他掏出那张四人的合影,原来这四个人真的本是一家人,只有他一个人一无所知。可是相见不能相认,他过不了自己那一关。他不明白,她早就知道他就是她的儿子,为什么不早去认他?他好伤心好失望。他的泪滴在相片上,他忽然冲动地要撕掉它,可是又停手了,他不忍心,真的不忍心。
第二天中午倪杰早就醒了,可一直没起床,其实他几乎一夜没睡。
外面传来声音。
“倪叔叔,你来了就好了,快去看看小杰吧!”木头说。
“昨晚到现在一直没出现过,不知道还活着没有。”怪兽说,阿浩碰了他一下,他说话总是没分寸。
门开了,倪杰刚起来。
“小杰……”
“别提她行吗?”倪杰立即说。
“她是你妈妈!”
倪杰侧过脸,似乎没有耐心听下去。
“我知道你一时无法接受她,这么多年她也想看你、想关心你,对你尽作母亲的责任,但她不可以,她身不由已,她的苦衷你要试着去理解。”

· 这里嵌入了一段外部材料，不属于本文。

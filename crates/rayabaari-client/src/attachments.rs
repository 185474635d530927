use chrono::Utc;
use rand::Rng;
use rand::distr::Alphanumeric;
use tracing::{error, info};
use url::Url;

use rayabaari_types::{Attachment, AttachmentKind, Backend};

use crate::error::{ChatError, ChatResult};

/// A file picked for sending.
#[derive(Debug, Clone)]
pub struct Upload {
    pub file_name: String,
    pub mime: String,
    pub bytes: Vec<u8>,
}

impl Upload {
    pub fn new(file_name: impl Into<String>, mime: impl Into<String>, bytes: Vec<u8>) -> Self {
        Self {
            file_name: file_name.into(),
            mime: mime.into(),
            bytes,
        }
    }

    pub fn kind(&self) -> AttachmentKind {
        AttachmentKind::from_mime(&self.mime)
    }
}

/// Store the file in its kind's bucket under a fresh name and return the
/// attachment to reference from a message.
pub async fn upload(backend: &dyn Backend, upload: Upload) -> ChatResult<Attachment> {
    let kind = upload.kind();
    let bucket = kind.bucket();
    let name = storage_name(&upload.file_name);

    info!("Uploading {} as {}/{}", upload.file_name, bucket, name);
    backend
        .upload_blob(bucket, &name, &upload.mime, upload.bytes)
        .await
        .map_err(|e| {
            error!("Upload of {} failed: {}", upload.file_name, e);
            ChatError::Upload(e)
        })?;

    Ok(Attachment {
        url: backend.public_url(bucket, &name),
        kind,
    })
}

/// `<unix millis>_<7 random chars>.<original extension>`
pub fn storage_name(file_name: &str) -> String {
    let tag: String = rand::rng()
        .sample_iter(Alphanumeric)
        .take(7)
        .map(|b| char::from(b).to_ascii_lowercase())
        .collect();
    let stamp = Utc::now().timestamp_millis();

    match file_name.rsplit_once('.') {
        Some((_, ext)) if !ext.is_empty() && !ext.contains(['/', '\\']) => {
            format!("{}_{}.{}", stamp, tag, ext.to_ascii_lowercase())
        }
        _ => format!("{}_{}", stamp, tag),
    }
}

/// Bucket and file name of a public blob URL: its last two path segments.
pub fn locate(url: &str) -> Option<(String, String)> {
    let parsed = Url::parse(url).ok()?;
    let segments: Vec<&str> = parsed.path_segments()?.filter(|s| !s.is_empty()).collect();
    match segments.as_slice() {
        [.., bucket, file] => Some((bucket.to_string(), file.to_string())),
        _ => None,
    }
}

#[cfg(test)]
mod tests {
    use super::*;

    #[test]
    fn storage_names_keep_extension() {
        let name = storage_name("Holiday.Photo.JPG");
        let (stem, ext) = name.rsplit_once('.').unwrap();
        assert_eq!(ext, "jpg");

        let (millis, tag) = stem.split_once('_').unwrap();
        assert!(millis.parse::<i64>().is_ok());
        assert_eq!(tag.len(), 7);
        assert!(tag.chars().all(|c| c.is_ascii_lowercase() || c.is_ascii_digit()));

        assert!(!storage_name("README").contains('.'));
        assert_ne!(storage_name("a.png"), storage_name("a.png"));
    }

    #[test]
    fn locate_takes_last_two_segments() {
        assert_eq!(
            locate("http://localhost:3000/storage/v1/object/public/chat_pdfs/1_abc.pdf"),
            Some(("chat_pdfs".to_string(), "1_abc.pdf".to_string()))
        );
        assert_eq!(locate("http://host/only"), None);
        assert_eq!(locate("not a url"), None);
    }

    #[test]
    fn kind_follows_mime() {
        assert_eq!(Upload::new("a", "image/png", vec![1]).kind(), AttachmentKind::Image);
        assert_eq!(Upload::new("a", "application/pdf", vec![1]).kind(), AttachmentKind::Pdf);
        assert_eq!(Upload::new("a", "text/plain", vec![1]).kind(), AttachmentKind::Generic);
    }
}
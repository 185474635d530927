use std::collections::HashSet;

use serde_json::{Map, Value};

/// Who is online in the current room, as projected from presence syncs.
#[derive(Debug, Default, Clone, PartialEq, Eq)]
pub struct PresenceTracker {
    names: Vec<String>,
}

impl PresenceTracker {
    pub fn new() -> Self {
        Self::default()
    }

    /// Replace the online list from a presence snapshot. Returns whether it
    /// changed.
    pub fn apply(&mut self, snapshot: &Value) -> bool {
        let names = online_names(snapshot);
        if names == self.names {
            return false;
        }
        self.names = names;
        true
    }

    pub fn names(&self) -> &[String] {
        &self.names
    }

    pub fn count(&self) -> usize {
        self.names.len()
    }

    pub fn is_online(&self, name: &str) -> bool {
        self.names.iter().any(|n| n == name)
    }
}

/// Distinct display names in a presence snapshot, first seen first.
///
/// The snapshot is a mapping of keys to lists of payloads, possibly nested. A
/// payload carries its name in `user` (or `username`); payloads without a
/// usable name are skipped.
pub fn online_names(snapshot: &Value) -> Vec<String> {
    let mut seen = HashSet::new();
    let mut names = Vec::new();
    collect(snapshot, &mut seen, &mut names);
    names
}

fn collect(value: &Value, seen: &mut HashSet<String>, names: &mut Vec<String>) {
    match value {
        Value::Array(items) => {
            for item in items {
                collect(item, seen, names);
            }
        }
        Value::Object(map) if is_payload(map) => {
            let name = ["user", "username"]
                .iter()
                .find_map(|key| map.get(*key).and_then(Value::as_str))
                .map(str::trim)
                .unwrap_or_default();
            if !name.is_empty() && seen.insert(name.to_string()) {
                names.push(name.to_string());
            }
        }
        Value::Object(map) => {
            for nested in map.values() {
                collect(nested, seen, names);
            }
        }
        _ => {}
    }
}

fn is_payload(map: &Map<String, Value>) -> bool {
    map.contains_key("user") || map.contains_key("username")
}

#[cfg(test)]
mod tests {
    use super::*;
    use serde_json::json;

    #[test]
    fn dedups_names_across_keys() {
        let snapshot = json!({
            "a": [{"user": "asha", "online_at": "2024-01-01T00:00:00Z"}],
            "b": [{"user": "ravi"}, {"user": "asha"}],
        });
        let mut tracker = PresenceTracker::new();
        assert!(tracker.apply(&snapshot));
        assert_eq!(tracker.count(), 2);
        assert!(tracker.is_online("asha"));
        assert!(tracker.is_online("ravi"));
        assert!(!tracker.apply(&snapshot));
    }

    #[test]
    fn skips_unnamed_and_odd_payloads() {
        let snapshot = json!({
            "a": [{"user": ""}, {"user": null}, {"online_at": "x"}, 7, "text"],
            "b": {"nested": [{"username": "meera"}]},
        });
        assert_eq!(online_names(&snapshot), ["meera"]);
    }

    #[test]
    fn empty_snapshot_clears_list() {
        let mut tracker = PresenceTracker::new();
        tracker.apply(&json!({"a": [{"user": "asha"}]}));
        assert!(tracker.apply(&json!({})));
        assert_eq!(tracker.count(), 0);
        assert!(online_names(&Value::Null).is_empty());
    }
}
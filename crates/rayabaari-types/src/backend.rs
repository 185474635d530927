use std::fmt;

use async_trait::async_trait;
use thiserror::Error;
use tokio::sync::mpsc;
use uuid::Uuid;

use crate::api::{MessageQuery, NewMessage, PresencePayload};
use crate::events::ChannelEvent;
use crate::models::{MessageId, MessageRow, ReactionRow, RoomRow};

#[derive(Debug, Error)]
pub enum BackendError {
    #[error("request rejected: {0}")]
    Rejected(String),
    #[error("not found: {0}")]
    NotFound(String),
    #[error("storage error: {0}")]
    Storage(String),
    #[error("backend unavailable: {0}")]
    Unavailable(String),
}

pub type BackendResult<T> = Result<T, BackendError>;

#[derive(Debug, Clone, Copy, PartialEq, Eq, Hash)]
pub struct SubscriptionId(Uuid);

impl SubscriptionId {
    pub fn new() -> Self {
        Self(Uuid::new_v4())
    }
}

impl Default for SubscriptionId {
    fn default() -> Self {
        Self::new()
    }
}

impl fmt::Display for SubscriptionId {
    fn fmt(&self, f: &mut fmt::Formatter<'_>) -> fmt::Result {
        self.0.fmt(f)
    }
}

/// A live room channel. Events stop once the subscription is released with
/// [`Backend::unsubscribe`].
#[derive(Debug)]
pub struct Subscription {
    pub id: SubscriptionId,
    pub room_key: String,
    pub events: mpsc::UnboundedReceiver<ChannelEvent>,
}

/// The hosted database/realtime/storage service the client talks to.
///
/// One handle is created at startup and shared (`Arc<dyn Backend>`) for the
/// life of the process.
#[async_trait]
pub trait Backend: Send + Sync {
    // -- Messages --

    /// Newest first, at most `query.limit` rows, reactions joined.
    async fn fetch_messages(&self, query: MessageQuery) -> BackendResult<Vec<MessageRow>>;

    async fn insert_message(&self, message: NewMessage) -> BackendResult<MessageRow>;

    /// Replace a row's content and mark it edited.
    async fn update_message(&self, id: &MessageId, content: String) -> BackendResult<()>;

    /// Returns the deleted row so callers can clean up its attachment.
    async fn delete_message(&self, id: &MessageId) -> BackendResult<MessageRow>;

    /// Delete every message in a room. Returns the number of rows removed.
    async fn delete_room_messages(&self, room_key: &str) -> BackendResult<u64>;

    // -- Reactions --

    /// Insert the triple unless it already exists. Returns whether a row was added.
    async fn insert_reaction(&self, reaction: &ReactionRow) -> BackendResult<bool>;

    /// Delete the triple if present. Returns whether a row was removed.
    async fn delete_reaction(&self, reaction: &ReactionRow) -> BackendResult<bool>;

    // -- Rooms --

    async fn fetch_rooms(&self) -> BackendResult<Vec<RoomRow>>;

    async fn insert_room(&self, room: RoomRow) -> BackendResult<()>;

    /// Update the room currently named `name`.
    async fn update_room(&self, name: &str, room: RoomRow) -> BackendResult<()>;

    async fn delete_room(&self, name: &str) -> BackendResult<()>;

    // -- Storage --

    async fn upload_blob(
        &self,
        bucket: &str,
        file_name: &str,
        mime: &str,
        bytes: Vec<u8>,
    ) -> BackendResult<()>;

    fn public_url(&self, bucket: &str, file_name: &str) -> String;

    async fn remove_blob(&self, bucket: &str, file_name: &str) -> BackendResult<()>;

    // -- Realtime --

    /// Open a channel for one room: message and reaction changes plus presence.
    async fn subscribe(&self, room_key: &str) -> BackendResult<Subscription>;

    /// Publish presence for a live subscription.
    async fn track(&self, id: SubscriptionId, payload: PresencePayload) -> BackendResult<()>;

    /// Release a subscription and its presence. Safe to call more than once.
    fn unsubscribe(&self, id: SubscriptionId);

    // -- Push --

    async fn register_push(
        &self,
        username: &str,
        subscription: serde_json::Value,
    ) -> BackendResult<()>;
}
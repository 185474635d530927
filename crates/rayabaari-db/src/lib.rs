pub mod migrations;
pub mod queries;

use anyhow::Result;
use rusqlite::Connection;
use std::path::Path;
use std::sync::Mutex;
use tracing::info;

pub struct Database {
    conn: Mutex<Connection>,
}

impl Database {
    pub fn open(path: &Path) -> Result<Self> {
        let conn = Connection::open(path)?;

        // WAL mode for concurrent reads
        conn.pragma_update(None, "journal_mode", "WAL")?;

        let db = Self::init(conn)?;
        info!("Database opened at {}", path.display());
        Ok(db)
    }

    pub fn open_in_memory() -> Result<Self> {
        Self::init(Connection::open_in_memory()?)
    }

    fn init(conn: Connection) -> Result<Self> {
        conn.pragma_update(None, "foreign_keys", "ON")?;
        migrations::run(&conn)?;
        Ok(Self {
            conn: Mutex::new(conn),
        })
    }

    pub fn with_conn<F, T>(&self, f: F) -> Result<T>
    where
        F: FnOnce(&Connection) -> Result<T>,
    {
        let conn = self.conn.lock().map_err(|e| anyhow::anyhow!("DB lock poisoned: {}", e))?;
        f(&conn)
    }
}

倪杰从床上下来,向外走去,倪文达抓住他的手臂,倪杰回头瞪着爸爸,“既然不能对我负责任就别生下我,这又何苦呢?现在搞得大家都难过。”
倪文达放开抓得太紧的手,“不负责任的是我,不是你妈妈。”
“我恨她!我一点也不感激她生下我!我不要这样的妈妈!”倪杰激动地说。
“你真的不想认她了?”倪文达的声音有些颤抖。
“不想。”倪杰坚决地说。
“血浓于水啊!”
“是你们先把血变成水的!”倪杰大声说,心分明在不住地战抖,嘴上却说得那么坚决,泪水分明在不停地流淌,脸上却丝毫没有任何表情。